=== The records ===
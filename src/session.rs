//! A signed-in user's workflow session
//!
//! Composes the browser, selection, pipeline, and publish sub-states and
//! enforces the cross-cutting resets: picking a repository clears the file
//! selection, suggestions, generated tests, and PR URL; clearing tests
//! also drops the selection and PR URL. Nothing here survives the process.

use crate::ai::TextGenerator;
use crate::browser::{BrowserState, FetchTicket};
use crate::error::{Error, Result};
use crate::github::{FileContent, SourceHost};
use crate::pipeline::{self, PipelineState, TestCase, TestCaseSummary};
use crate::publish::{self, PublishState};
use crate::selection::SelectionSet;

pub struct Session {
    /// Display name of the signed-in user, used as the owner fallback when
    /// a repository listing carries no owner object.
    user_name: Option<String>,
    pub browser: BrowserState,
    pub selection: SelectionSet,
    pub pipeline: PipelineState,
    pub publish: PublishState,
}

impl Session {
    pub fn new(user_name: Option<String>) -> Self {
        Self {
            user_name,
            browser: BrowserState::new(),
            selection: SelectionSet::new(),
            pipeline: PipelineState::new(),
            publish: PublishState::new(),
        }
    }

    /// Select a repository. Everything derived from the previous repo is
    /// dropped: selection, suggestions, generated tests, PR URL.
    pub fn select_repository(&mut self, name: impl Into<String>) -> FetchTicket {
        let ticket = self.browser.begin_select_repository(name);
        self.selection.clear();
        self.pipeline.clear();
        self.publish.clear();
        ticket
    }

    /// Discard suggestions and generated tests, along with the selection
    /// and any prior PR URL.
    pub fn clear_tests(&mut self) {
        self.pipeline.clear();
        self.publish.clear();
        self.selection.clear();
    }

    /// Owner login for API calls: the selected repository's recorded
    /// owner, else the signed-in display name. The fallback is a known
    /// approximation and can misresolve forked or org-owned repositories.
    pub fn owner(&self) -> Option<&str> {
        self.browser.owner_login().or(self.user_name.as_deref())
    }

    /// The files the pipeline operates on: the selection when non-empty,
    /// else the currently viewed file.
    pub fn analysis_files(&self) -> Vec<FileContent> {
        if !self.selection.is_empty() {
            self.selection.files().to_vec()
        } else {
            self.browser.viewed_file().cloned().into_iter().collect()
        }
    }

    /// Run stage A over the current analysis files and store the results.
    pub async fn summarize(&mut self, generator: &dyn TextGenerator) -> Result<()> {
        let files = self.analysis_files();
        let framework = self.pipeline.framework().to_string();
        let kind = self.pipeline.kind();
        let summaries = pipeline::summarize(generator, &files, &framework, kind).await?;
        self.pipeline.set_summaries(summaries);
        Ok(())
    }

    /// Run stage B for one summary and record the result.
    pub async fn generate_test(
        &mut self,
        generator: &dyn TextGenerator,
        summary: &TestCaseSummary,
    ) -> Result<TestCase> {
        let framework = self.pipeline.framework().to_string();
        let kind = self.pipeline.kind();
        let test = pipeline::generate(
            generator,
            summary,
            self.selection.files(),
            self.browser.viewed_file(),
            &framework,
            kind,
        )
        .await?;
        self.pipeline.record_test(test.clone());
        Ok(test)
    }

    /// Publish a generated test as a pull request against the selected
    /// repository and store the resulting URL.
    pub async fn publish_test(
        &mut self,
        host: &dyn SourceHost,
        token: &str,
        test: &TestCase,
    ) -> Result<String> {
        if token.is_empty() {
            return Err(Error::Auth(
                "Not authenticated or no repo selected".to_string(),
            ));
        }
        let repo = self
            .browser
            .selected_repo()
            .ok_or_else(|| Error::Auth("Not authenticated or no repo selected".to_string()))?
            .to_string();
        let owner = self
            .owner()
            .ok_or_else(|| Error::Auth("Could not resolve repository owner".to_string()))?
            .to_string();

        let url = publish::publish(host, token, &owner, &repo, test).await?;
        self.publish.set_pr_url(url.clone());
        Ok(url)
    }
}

* * *

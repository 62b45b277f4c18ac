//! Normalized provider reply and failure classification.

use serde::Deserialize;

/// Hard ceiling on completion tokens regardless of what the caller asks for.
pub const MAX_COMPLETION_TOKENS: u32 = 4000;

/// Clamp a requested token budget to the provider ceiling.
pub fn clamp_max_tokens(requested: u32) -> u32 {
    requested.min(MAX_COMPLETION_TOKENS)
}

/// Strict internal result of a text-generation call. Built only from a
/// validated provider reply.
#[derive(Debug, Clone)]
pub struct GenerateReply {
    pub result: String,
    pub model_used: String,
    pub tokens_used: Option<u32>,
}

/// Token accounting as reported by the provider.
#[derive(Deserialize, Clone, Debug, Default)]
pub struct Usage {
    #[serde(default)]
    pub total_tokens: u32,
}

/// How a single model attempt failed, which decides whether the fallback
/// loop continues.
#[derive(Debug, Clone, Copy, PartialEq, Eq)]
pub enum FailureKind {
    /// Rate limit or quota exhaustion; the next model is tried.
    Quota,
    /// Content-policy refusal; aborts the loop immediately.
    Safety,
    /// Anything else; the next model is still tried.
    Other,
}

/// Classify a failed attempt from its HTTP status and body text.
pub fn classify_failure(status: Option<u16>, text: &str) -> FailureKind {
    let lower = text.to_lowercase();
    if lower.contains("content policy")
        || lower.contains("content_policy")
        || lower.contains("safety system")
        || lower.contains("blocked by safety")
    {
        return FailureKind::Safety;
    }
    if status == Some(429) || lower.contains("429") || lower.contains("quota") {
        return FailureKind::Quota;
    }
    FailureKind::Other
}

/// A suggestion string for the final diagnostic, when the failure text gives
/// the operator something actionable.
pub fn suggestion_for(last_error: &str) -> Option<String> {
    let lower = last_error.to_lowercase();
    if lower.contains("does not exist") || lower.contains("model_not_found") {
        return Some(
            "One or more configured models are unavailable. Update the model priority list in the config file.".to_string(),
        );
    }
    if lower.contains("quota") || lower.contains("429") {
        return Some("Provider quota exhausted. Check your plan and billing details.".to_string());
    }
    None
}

=== What you are asked to do ===
Using the records above, report each line with the string "TestCaseSummary".

=== Task solution ===
use crate::pipeline::{self, PipelineState, TestCase, TestCaseSummary};
        summary: &TestCaseSummary,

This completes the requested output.